## PROVIDED ENTRIES
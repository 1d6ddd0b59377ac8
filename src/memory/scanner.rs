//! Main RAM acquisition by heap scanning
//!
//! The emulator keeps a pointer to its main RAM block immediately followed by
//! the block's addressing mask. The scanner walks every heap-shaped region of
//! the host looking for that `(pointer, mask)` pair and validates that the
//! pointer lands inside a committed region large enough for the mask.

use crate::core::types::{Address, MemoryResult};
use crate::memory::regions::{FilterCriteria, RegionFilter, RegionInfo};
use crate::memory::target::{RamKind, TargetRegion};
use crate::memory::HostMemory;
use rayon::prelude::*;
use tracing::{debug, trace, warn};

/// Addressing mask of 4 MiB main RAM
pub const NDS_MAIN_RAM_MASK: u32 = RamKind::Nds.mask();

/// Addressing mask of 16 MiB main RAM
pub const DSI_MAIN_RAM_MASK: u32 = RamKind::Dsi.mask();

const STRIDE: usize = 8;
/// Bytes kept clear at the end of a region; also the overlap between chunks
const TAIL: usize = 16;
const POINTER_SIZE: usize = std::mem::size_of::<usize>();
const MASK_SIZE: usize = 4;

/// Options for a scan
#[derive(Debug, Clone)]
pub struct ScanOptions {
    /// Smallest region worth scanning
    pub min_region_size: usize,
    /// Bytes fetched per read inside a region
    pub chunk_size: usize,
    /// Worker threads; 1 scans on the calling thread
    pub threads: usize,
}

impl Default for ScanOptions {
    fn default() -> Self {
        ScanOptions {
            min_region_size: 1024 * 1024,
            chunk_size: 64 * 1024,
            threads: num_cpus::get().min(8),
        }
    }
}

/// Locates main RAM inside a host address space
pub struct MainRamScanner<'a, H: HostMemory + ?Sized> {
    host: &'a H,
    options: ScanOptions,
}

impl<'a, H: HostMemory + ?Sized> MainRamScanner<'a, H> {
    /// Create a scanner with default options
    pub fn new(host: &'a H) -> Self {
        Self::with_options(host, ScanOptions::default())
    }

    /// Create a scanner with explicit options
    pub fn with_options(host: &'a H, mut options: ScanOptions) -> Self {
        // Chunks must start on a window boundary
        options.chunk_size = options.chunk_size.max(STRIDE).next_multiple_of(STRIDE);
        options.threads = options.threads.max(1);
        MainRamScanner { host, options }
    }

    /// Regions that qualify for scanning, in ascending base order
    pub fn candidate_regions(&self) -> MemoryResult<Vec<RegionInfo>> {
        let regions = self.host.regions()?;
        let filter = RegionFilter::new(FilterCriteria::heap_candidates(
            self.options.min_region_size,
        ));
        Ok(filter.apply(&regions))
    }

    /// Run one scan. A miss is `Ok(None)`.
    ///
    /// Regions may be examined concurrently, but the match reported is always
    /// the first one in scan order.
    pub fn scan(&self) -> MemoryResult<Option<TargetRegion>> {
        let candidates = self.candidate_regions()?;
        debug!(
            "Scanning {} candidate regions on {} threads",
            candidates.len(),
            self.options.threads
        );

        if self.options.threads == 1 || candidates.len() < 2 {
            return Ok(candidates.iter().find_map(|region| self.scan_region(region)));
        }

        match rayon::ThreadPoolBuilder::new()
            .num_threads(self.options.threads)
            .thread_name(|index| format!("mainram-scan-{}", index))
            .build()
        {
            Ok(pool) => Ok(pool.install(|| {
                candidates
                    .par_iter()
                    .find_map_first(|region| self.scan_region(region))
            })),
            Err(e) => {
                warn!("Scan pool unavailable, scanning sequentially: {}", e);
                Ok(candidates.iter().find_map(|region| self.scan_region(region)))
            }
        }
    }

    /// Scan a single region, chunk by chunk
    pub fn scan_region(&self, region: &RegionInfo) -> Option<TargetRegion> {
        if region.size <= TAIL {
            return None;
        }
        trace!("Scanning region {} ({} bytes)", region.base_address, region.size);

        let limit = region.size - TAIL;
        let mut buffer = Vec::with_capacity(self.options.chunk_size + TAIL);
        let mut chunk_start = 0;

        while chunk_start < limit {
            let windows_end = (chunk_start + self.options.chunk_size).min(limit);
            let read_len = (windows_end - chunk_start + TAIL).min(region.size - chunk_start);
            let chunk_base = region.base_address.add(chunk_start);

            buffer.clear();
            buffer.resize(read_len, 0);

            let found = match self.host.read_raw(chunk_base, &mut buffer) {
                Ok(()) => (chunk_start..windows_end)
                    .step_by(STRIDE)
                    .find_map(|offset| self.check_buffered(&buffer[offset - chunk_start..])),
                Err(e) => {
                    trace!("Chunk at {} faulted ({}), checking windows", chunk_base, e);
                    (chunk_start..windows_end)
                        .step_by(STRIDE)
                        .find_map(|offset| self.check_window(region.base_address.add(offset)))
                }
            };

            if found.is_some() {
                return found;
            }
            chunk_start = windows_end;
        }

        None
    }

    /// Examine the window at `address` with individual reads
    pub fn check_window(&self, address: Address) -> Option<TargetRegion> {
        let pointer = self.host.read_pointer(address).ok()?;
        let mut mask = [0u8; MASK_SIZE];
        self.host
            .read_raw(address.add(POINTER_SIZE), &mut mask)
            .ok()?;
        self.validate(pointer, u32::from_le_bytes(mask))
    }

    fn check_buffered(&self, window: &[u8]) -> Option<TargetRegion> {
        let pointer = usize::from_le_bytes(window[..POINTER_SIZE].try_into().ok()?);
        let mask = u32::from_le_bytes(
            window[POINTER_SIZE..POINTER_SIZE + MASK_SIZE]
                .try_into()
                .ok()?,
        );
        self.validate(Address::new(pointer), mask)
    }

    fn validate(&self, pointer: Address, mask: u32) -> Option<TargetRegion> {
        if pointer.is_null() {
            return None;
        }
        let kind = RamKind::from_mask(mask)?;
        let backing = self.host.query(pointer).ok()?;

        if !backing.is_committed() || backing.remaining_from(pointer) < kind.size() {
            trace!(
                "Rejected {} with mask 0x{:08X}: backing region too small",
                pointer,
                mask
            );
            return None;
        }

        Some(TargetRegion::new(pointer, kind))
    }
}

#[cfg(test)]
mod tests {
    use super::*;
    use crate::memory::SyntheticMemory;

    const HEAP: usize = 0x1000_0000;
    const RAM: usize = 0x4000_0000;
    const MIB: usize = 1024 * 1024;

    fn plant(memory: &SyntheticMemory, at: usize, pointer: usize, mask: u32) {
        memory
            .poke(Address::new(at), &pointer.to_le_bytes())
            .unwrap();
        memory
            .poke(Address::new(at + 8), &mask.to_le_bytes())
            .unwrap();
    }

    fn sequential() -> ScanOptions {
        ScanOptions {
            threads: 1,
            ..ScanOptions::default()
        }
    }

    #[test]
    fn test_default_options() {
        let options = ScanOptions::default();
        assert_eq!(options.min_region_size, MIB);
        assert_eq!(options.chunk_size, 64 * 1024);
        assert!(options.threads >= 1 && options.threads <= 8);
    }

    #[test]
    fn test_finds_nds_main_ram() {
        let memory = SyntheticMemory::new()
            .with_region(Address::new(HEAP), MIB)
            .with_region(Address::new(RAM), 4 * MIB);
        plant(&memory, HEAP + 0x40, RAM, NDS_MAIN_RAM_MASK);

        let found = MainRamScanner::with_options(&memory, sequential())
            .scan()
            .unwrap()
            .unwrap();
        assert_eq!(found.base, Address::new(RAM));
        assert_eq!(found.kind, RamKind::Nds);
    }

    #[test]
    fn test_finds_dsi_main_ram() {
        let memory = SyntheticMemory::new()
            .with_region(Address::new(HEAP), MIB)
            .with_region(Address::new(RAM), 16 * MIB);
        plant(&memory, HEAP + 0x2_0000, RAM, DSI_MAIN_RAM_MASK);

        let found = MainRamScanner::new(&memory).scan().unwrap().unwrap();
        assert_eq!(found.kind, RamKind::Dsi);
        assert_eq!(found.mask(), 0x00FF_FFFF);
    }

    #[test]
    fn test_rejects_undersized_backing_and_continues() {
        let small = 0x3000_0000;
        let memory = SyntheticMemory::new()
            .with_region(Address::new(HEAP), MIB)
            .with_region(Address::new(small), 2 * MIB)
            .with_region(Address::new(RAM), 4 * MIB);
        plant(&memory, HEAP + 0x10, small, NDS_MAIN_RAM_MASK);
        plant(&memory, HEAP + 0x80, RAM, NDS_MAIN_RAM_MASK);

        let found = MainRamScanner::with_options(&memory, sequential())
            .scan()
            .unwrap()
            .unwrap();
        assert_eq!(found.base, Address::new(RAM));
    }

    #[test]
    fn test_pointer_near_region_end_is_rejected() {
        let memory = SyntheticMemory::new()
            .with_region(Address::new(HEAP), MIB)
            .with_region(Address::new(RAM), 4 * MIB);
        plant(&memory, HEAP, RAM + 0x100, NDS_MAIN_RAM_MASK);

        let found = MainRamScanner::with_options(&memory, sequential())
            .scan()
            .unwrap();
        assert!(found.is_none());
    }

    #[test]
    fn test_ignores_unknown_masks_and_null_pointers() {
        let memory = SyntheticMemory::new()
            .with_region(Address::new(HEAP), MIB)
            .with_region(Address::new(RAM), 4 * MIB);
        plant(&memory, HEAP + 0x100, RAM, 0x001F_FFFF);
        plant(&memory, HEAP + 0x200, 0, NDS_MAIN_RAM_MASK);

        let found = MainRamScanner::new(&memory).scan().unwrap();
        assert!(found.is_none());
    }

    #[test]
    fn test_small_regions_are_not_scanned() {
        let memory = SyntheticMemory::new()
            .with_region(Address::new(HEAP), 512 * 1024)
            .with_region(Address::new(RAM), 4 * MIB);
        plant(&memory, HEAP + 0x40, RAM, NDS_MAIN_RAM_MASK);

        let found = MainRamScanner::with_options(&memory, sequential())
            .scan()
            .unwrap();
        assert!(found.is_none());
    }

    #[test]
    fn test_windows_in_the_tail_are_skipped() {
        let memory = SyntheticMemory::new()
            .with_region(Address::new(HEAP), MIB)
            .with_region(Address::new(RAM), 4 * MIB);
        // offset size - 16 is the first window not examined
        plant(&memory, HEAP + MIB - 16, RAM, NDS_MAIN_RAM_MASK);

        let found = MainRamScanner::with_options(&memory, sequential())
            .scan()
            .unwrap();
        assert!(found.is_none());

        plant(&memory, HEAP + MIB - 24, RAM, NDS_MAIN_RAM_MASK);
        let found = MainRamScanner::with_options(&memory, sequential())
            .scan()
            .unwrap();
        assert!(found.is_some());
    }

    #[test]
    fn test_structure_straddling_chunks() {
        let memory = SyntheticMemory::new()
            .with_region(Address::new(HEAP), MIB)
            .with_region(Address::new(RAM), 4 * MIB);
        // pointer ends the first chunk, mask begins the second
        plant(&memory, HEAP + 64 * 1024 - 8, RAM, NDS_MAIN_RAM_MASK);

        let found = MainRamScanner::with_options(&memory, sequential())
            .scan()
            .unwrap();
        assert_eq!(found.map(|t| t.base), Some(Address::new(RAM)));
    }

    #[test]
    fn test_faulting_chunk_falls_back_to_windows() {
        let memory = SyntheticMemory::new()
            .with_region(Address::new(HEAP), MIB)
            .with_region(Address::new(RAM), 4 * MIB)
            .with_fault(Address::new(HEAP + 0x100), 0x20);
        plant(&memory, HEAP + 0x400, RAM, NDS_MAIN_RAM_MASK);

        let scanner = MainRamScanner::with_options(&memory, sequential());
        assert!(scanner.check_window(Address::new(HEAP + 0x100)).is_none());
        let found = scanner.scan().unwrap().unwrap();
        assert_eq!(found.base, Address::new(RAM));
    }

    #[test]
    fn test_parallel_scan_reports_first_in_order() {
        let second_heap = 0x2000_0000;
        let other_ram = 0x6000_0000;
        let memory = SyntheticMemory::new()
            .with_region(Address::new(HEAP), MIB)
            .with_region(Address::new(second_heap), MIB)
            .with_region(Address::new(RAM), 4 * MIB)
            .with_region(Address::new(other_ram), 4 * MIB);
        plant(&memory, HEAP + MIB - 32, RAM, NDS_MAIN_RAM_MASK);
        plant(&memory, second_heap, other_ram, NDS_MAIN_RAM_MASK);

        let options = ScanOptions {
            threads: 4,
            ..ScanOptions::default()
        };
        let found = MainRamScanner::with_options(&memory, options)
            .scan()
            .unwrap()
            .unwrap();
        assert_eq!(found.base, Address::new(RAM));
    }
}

--

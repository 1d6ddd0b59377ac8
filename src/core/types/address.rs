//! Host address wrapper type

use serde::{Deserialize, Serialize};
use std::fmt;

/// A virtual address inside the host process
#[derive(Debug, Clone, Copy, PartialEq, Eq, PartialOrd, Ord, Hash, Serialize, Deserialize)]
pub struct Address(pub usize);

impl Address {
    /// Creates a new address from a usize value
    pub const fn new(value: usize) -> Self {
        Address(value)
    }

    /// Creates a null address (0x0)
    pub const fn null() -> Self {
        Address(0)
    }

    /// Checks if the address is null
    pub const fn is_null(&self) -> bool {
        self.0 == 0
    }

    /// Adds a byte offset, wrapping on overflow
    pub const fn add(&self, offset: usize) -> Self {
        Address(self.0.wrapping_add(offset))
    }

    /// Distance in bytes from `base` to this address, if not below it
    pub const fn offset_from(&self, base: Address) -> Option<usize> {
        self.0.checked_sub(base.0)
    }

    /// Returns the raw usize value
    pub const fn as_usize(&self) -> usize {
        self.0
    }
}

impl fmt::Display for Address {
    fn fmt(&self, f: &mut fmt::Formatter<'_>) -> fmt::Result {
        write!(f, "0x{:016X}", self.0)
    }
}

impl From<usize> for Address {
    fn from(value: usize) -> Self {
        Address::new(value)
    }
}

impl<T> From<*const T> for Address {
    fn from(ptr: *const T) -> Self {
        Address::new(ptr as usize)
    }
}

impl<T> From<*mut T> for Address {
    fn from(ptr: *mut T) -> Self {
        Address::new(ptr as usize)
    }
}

...

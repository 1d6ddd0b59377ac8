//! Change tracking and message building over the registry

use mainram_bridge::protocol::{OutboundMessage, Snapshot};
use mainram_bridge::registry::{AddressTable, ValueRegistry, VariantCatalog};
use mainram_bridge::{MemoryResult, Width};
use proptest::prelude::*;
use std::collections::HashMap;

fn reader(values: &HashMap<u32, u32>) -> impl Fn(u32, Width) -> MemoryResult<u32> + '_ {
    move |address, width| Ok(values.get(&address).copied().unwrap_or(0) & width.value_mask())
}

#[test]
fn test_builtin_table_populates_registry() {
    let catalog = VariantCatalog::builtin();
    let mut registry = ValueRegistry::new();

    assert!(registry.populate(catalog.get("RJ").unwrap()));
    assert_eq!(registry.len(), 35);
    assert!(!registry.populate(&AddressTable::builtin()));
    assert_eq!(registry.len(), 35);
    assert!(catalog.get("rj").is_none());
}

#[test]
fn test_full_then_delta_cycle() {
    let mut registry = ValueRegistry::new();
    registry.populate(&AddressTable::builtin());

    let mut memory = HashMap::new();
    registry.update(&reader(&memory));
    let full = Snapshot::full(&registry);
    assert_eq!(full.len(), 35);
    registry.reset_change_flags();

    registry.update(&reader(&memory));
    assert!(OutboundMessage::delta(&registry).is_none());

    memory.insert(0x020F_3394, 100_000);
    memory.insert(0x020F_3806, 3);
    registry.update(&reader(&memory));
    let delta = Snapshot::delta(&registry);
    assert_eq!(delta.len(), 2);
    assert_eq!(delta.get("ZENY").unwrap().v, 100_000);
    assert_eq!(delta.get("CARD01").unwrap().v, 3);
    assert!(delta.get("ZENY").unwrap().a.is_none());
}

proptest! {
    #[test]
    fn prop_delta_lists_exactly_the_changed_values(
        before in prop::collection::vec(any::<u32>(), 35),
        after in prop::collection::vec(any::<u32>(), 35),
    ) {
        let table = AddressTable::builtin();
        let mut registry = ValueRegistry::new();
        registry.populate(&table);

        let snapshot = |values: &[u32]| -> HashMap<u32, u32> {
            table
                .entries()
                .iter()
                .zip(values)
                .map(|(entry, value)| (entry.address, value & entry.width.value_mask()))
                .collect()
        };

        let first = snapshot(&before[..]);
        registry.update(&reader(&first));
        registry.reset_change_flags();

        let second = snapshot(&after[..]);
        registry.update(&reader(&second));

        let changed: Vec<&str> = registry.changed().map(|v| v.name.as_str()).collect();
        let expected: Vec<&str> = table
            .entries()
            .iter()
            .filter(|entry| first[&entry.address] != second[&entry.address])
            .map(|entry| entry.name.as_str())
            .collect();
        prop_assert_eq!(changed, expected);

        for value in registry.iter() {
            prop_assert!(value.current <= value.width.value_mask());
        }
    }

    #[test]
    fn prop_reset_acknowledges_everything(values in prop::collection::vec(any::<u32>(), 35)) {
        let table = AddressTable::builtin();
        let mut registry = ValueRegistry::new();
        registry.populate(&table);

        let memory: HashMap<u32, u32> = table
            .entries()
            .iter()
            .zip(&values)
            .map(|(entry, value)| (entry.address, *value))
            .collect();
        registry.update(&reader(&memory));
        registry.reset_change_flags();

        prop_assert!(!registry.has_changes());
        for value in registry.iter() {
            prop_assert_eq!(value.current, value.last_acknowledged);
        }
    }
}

## THE PROBLEM
Of all the entries above, repeat only the lines from the line that has "pub fn scan_region(&self, region: &RegionInfo)" to the line that has "let windows_end = (chunk_start", both lines included, exactly.

## EXERCISE ANSWER
    pub fn scan_region(&self, region: &RegionInfo) -> Option<TargetRegion> {
        if region.size <= TAIL {
            return None;
        }
        trace!("Scanning region {} ({} bytes)", region.base_address, region.size);

        let limit = region.size - TAIL;
        let mut buffer = Vec::with_capacity(self.options.chunk_size + TAIL);
        let mut chunk_start = 0;

        while chunk_start < limit {
            let windows_end = (chunk_start + self.options.chunk_size).min(limit);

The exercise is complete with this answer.